**WHAT IS REQUIRED:** Filter the listing below, copying every line in which the word "true" appears.

**MATERIAL TO PROCESS:**
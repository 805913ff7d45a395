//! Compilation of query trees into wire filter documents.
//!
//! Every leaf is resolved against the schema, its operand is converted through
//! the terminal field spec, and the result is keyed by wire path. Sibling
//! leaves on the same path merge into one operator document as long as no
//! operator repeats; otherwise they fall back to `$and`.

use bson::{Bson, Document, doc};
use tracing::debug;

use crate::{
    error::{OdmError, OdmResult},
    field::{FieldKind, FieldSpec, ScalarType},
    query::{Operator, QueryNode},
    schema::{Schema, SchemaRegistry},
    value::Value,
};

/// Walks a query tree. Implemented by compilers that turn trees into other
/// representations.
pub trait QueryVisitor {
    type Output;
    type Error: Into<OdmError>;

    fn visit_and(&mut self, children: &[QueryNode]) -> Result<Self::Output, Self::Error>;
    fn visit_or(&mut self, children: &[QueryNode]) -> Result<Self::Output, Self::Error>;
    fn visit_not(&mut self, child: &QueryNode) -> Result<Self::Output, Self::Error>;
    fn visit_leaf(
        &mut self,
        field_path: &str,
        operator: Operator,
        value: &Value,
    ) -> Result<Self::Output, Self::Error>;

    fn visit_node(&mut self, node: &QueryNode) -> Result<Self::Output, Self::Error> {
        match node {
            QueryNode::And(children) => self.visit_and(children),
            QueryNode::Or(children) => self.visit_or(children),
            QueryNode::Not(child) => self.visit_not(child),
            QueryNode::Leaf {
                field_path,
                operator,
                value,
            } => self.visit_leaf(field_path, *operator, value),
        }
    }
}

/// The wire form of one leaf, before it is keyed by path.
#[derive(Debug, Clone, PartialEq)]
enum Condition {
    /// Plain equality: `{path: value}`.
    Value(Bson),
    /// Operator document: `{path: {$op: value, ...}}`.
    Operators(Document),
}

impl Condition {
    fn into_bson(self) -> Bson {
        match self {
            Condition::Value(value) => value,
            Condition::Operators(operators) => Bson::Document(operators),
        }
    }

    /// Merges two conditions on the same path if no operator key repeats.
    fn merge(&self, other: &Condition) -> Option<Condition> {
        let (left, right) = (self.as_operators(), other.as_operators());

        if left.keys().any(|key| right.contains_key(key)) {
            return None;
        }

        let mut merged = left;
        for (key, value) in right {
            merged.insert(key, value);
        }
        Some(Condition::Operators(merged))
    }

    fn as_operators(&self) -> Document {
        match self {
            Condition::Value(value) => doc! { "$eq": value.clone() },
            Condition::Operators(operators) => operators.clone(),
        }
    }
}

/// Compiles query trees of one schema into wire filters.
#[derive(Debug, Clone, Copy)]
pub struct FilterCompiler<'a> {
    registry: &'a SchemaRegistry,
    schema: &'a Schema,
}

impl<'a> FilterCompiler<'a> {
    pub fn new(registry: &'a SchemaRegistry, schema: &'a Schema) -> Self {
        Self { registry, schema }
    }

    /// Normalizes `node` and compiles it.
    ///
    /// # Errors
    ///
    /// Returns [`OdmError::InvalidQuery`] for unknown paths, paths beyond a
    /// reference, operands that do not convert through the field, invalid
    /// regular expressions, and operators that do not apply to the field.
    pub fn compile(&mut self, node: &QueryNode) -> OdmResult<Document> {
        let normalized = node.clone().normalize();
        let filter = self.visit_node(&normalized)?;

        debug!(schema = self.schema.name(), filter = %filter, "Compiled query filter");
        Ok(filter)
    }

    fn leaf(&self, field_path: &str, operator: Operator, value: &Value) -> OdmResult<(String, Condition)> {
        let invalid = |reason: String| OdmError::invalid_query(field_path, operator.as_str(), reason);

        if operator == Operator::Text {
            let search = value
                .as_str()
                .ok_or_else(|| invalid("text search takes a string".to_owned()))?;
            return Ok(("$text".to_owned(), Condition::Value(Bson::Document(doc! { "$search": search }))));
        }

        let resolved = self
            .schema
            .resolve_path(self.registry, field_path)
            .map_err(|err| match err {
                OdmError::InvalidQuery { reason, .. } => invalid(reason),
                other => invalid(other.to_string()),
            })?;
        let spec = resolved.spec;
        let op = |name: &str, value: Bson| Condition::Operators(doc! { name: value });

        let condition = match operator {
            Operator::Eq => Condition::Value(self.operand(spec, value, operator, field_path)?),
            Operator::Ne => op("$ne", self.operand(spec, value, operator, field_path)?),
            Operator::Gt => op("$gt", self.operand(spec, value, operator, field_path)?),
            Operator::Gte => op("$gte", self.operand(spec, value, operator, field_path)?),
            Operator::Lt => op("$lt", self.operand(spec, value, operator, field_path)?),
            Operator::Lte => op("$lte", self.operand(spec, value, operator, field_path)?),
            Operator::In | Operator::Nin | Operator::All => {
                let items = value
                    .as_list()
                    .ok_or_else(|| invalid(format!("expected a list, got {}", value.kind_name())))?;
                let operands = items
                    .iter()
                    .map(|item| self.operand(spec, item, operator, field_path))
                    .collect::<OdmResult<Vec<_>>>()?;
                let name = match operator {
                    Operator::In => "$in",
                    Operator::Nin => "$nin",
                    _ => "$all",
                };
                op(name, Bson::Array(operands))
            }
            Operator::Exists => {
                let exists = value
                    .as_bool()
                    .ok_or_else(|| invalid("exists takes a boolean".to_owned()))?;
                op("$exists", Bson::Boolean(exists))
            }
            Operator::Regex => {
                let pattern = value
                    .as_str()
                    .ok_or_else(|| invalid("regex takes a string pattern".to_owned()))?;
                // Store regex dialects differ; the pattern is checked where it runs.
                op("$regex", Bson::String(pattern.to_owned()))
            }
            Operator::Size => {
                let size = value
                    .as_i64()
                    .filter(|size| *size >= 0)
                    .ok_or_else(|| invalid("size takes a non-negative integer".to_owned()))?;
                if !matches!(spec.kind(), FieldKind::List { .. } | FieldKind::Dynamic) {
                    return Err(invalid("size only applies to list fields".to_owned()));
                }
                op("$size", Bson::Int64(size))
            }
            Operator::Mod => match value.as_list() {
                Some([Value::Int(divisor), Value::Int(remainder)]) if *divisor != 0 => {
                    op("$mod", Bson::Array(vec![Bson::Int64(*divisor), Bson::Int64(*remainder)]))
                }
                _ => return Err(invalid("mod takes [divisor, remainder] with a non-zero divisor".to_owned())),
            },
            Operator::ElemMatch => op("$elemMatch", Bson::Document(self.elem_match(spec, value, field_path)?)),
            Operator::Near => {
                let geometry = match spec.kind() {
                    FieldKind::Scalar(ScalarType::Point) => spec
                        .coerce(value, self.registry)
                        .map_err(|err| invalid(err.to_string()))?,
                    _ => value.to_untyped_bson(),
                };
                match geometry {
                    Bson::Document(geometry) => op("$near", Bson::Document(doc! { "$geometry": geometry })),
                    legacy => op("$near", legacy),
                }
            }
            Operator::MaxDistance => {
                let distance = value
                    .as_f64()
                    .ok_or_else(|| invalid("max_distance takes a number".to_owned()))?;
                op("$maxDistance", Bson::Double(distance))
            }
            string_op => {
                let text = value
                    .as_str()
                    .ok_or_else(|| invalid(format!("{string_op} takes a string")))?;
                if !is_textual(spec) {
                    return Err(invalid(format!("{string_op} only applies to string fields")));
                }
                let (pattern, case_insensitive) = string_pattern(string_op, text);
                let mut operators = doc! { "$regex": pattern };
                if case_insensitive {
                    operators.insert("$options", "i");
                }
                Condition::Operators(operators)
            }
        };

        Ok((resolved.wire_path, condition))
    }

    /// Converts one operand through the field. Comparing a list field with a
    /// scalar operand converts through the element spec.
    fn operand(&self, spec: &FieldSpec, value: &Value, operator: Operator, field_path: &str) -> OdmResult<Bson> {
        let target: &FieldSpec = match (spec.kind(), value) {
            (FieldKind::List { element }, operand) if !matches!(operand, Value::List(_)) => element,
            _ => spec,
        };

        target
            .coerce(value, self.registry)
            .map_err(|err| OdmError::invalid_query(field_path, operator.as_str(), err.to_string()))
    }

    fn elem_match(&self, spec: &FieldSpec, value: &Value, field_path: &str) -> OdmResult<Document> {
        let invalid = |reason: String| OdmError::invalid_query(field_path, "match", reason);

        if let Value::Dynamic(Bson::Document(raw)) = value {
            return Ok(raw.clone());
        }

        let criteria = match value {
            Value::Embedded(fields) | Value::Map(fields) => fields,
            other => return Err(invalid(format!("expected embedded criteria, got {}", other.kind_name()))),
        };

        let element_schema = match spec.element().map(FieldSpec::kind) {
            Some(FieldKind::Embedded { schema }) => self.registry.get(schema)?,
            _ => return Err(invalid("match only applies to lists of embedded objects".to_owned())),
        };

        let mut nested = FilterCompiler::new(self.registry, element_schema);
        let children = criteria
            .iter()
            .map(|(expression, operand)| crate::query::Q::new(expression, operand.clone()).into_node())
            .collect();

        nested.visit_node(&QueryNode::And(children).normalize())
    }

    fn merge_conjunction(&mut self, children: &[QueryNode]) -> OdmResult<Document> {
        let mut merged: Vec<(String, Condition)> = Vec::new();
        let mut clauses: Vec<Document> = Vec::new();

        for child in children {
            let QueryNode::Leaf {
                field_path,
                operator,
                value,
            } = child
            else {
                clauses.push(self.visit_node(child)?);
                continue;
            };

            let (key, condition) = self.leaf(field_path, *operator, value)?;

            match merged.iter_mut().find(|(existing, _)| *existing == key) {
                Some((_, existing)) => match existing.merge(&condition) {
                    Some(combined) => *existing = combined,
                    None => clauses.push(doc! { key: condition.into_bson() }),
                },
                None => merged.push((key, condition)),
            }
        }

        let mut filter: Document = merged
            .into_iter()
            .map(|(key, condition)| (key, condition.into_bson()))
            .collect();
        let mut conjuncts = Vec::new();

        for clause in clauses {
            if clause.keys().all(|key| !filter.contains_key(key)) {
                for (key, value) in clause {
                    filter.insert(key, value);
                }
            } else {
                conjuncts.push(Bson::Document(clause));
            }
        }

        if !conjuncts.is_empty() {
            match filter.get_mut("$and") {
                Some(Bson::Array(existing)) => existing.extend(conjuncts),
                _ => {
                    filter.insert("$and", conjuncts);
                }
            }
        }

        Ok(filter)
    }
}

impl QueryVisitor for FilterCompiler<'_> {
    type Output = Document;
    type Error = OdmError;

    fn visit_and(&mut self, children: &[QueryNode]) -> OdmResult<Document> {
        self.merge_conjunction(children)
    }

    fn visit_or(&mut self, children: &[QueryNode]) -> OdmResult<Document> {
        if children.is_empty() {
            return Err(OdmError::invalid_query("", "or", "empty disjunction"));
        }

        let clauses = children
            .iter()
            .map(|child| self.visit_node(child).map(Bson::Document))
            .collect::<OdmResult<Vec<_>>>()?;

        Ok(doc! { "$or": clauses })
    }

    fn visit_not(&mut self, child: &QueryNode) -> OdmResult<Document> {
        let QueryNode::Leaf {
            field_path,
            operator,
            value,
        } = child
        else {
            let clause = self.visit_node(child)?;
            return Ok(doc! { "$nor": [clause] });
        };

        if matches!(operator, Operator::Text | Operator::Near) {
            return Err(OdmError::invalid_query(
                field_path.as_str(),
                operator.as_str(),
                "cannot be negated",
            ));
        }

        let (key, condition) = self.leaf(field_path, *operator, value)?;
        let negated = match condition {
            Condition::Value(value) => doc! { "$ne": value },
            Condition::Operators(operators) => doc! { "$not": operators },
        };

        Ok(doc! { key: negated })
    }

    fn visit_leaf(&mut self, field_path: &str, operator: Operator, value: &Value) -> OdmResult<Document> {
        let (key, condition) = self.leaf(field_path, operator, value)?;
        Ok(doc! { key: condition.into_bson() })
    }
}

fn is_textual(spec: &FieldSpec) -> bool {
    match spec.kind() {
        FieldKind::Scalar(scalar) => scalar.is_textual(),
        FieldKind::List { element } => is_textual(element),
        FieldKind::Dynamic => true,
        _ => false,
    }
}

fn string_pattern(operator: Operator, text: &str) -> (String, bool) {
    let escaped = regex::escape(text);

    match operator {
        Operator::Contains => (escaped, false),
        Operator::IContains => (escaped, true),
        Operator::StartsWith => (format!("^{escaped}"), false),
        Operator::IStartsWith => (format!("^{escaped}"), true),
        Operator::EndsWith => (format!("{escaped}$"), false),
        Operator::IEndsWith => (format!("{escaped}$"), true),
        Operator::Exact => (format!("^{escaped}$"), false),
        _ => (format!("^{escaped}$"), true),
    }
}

**EXPECTED OUTPUT:**
        FieldKind::Dynamic => true,
        Operator::IContains => (escaped, true),
        Operator::IStartsWith => (format!("^{escaped}"), true),
        Operator::IEndsWith => (format!("{escaped}$"), true),
        _ => (format!("^{escaped}$"), true),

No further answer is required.